** Opening Exercise material block **
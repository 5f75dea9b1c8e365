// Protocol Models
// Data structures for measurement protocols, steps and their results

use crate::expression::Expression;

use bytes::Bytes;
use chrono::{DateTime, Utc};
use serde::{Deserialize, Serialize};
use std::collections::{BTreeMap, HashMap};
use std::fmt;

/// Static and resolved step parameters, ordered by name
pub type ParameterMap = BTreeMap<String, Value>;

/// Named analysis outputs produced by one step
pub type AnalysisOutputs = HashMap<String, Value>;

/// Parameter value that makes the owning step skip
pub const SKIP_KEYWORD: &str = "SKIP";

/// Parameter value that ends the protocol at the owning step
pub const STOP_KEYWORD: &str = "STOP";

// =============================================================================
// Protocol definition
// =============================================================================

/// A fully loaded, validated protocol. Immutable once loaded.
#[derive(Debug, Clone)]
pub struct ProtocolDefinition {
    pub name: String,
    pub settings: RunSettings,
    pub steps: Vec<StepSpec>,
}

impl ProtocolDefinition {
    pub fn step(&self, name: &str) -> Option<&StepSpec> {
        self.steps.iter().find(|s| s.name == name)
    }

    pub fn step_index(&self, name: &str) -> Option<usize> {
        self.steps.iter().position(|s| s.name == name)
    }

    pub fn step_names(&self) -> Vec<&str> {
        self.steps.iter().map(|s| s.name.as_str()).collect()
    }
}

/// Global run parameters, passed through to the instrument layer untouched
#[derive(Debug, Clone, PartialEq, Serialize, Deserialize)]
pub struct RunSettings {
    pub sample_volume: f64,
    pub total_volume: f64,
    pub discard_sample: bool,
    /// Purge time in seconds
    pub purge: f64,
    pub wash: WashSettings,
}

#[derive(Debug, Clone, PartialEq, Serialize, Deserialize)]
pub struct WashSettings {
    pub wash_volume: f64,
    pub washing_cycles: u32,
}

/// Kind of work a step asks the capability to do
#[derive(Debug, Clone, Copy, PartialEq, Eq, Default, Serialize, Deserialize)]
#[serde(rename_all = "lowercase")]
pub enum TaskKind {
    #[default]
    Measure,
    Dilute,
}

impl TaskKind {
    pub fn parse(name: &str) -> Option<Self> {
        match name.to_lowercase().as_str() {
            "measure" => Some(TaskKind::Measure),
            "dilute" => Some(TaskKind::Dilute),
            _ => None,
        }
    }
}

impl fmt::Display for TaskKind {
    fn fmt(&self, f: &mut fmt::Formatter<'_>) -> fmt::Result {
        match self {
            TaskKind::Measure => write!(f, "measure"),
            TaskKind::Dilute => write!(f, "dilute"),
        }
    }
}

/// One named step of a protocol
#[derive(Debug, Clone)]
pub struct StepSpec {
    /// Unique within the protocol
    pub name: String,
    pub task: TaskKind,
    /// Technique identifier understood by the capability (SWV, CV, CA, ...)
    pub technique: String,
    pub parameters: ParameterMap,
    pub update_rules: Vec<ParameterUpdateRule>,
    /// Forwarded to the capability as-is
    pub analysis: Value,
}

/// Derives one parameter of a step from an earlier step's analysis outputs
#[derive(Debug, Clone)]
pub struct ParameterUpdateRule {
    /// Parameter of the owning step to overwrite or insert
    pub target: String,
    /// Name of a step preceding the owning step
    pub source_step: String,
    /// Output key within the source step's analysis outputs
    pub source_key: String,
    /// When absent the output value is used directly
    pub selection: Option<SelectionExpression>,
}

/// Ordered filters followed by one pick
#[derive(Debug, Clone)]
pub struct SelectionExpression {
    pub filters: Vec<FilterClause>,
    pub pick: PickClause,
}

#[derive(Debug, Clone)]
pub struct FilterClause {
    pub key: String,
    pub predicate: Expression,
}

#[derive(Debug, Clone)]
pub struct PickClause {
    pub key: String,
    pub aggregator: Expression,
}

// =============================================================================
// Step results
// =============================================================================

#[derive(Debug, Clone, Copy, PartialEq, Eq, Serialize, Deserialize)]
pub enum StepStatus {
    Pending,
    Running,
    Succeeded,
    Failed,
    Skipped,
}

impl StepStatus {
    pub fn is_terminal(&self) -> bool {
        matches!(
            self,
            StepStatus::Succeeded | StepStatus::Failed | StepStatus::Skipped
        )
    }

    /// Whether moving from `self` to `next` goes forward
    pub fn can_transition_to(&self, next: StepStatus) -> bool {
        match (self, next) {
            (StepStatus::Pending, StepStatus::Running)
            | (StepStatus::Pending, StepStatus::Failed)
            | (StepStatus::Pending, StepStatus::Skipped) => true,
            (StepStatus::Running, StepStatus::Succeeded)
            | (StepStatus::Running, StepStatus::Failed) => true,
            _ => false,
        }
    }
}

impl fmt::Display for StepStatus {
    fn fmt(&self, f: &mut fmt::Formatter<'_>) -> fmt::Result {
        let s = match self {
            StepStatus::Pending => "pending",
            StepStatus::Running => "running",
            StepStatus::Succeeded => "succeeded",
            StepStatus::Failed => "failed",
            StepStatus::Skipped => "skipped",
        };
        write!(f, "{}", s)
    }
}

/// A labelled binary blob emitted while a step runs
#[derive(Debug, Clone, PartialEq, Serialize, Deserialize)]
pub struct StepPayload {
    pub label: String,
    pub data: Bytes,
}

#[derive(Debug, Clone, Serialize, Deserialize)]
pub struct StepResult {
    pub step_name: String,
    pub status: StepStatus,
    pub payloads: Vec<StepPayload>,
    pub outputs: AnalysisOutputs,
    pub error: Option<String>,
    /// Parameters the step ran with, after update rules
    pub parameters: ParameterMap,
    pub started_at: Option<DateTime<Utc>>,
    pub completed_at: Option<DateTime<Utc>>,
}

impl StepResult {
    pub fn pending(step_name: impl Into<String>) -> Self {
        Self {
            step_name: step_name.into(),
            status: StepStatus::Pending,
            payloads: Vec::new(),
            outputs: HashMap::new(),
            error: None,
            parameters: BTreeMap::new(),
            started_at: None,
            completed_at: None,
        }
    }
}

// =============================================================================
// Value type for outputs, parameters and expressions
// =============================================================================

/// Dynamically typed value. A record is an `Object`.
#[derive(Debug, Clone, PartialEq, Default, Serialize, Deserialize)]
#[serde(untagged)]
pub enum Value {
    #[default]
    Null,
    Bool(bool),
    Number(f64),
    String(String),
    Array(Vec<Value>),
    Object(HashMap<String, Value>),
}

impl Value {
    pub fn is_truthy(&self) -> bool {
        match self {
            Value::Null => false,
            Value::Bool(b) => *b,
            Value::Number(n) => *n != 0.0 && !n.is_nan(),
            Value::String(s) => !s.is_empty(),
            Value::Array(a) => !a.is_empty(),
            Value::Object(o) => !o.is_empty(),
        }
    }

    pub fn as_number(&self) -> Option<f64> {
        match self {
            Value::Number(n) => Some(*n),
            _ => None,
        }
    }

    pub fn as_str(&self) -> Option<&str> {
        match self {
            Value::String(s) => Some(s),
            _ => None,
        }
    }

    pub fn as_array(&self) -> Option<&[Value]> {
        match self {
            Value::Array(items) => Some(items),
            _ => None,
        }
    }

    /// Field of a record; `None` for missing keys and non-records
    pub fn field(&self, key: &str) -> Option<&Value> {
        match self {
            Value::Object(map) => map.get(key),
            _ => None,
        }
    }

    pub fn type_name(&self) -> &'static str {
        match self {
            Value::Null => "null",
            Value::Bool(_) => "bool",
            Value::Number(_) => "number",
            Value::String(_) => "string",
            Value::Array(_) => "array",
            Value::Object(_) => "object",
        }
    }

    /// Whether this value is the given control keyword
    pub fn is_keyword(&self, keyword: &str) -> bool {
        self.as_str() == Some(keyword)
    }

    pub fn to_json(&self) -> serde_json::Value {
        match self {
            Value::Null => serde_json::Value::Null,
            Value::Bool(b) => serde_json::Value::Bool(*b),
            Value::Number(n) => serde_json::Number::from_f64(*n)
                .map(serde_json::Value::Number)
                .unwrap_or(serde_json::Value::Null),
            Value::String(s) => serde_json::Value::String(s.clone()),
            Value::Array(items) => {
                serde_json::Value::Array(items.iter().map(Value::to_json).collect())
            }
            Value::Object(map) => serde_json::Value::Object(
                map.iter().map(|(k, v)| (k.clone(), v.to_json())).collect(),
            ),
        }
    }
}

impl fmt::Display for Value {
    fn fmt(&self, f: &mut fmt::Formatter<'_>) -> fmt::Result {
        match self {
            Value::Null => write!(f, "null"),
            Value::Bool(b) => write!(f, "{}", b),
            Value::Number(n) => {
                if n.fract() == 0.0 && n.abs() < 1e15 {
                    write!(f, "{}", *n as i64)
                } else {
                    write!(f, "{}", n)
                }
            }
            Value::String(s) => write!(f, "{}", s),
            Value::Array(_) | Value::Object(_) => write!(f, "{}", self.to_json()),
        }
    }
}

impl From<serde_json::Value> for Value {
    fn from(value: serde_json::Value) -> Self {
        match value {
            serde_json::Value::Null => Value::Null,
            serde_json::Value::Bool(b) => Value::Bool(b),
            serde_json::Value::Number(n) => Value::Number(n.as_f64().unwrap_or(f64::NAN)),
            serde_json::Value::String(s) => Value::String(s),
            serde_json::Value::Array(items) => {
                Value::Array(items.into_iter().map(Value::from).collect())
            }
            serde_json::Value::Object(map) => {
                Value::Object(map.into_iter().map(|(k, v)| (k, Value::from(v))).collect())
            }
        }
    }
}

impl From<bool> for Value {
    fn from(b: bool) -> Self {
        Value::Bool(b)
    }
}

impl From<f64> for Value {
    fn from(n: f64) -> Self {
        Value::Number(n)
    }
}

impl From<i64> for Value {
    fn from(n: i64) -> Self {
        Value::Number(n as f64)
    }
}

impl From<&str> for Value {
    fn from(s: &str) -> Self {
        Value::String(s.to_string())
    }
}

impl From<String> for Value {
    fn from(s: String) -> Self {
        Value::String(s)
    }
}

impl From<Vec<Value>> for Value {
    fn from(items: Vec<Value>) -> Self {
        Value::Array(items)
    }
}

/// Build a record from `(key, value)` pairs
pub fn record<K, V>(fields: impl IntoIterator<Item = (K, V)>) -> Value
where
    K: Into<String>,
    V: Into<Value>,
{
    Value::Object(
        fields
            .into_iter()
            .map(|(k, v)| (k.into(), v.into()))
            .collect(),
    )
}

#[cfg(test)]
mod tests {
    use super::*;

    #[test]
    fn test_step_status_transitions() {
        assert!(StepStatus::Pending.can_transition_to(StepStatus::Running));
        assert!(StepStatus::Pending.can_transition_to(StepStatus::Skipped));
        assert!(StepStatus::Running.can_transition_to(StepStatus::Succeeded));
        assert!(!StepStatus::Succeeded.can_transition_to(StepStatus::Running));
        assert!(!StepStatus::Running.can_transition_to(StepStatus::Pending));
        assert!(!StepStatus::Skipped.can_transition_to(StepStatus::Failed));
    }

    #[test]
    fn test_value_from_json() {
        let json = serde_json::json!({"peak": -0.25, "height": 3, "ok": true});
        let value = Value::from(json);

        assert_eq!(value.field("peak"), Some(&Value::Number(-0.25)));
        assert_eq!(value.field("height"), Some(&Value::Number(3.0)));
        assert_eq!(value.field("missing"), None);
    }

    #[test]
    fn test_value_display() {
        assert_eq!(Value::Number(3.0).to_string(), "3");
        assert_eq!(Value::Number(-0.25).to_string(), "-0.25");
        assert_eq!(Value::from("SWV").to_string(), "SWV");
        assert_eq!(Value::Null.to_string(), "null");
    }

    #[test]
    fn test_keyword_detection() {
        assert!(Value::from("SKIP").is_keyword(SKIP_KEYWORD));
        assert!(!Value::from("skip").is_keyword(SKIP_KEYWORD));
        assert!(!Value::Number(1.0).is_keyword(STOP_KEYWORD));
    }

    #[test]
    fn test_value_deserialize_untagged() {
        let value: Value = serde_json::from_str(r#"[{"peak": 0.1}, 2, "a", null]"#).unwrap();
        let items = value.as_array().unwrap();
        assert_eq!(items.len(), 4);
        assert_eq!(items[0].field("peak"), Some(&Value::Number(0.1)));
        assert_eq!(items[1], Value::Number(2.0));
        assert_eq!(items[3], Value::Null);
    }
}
** Closing Exercise material block **
## Exercise details
Every line in the data that holds the string "StepResult" should be returned.

## Response
pub struct StepResult {
impl StepResult {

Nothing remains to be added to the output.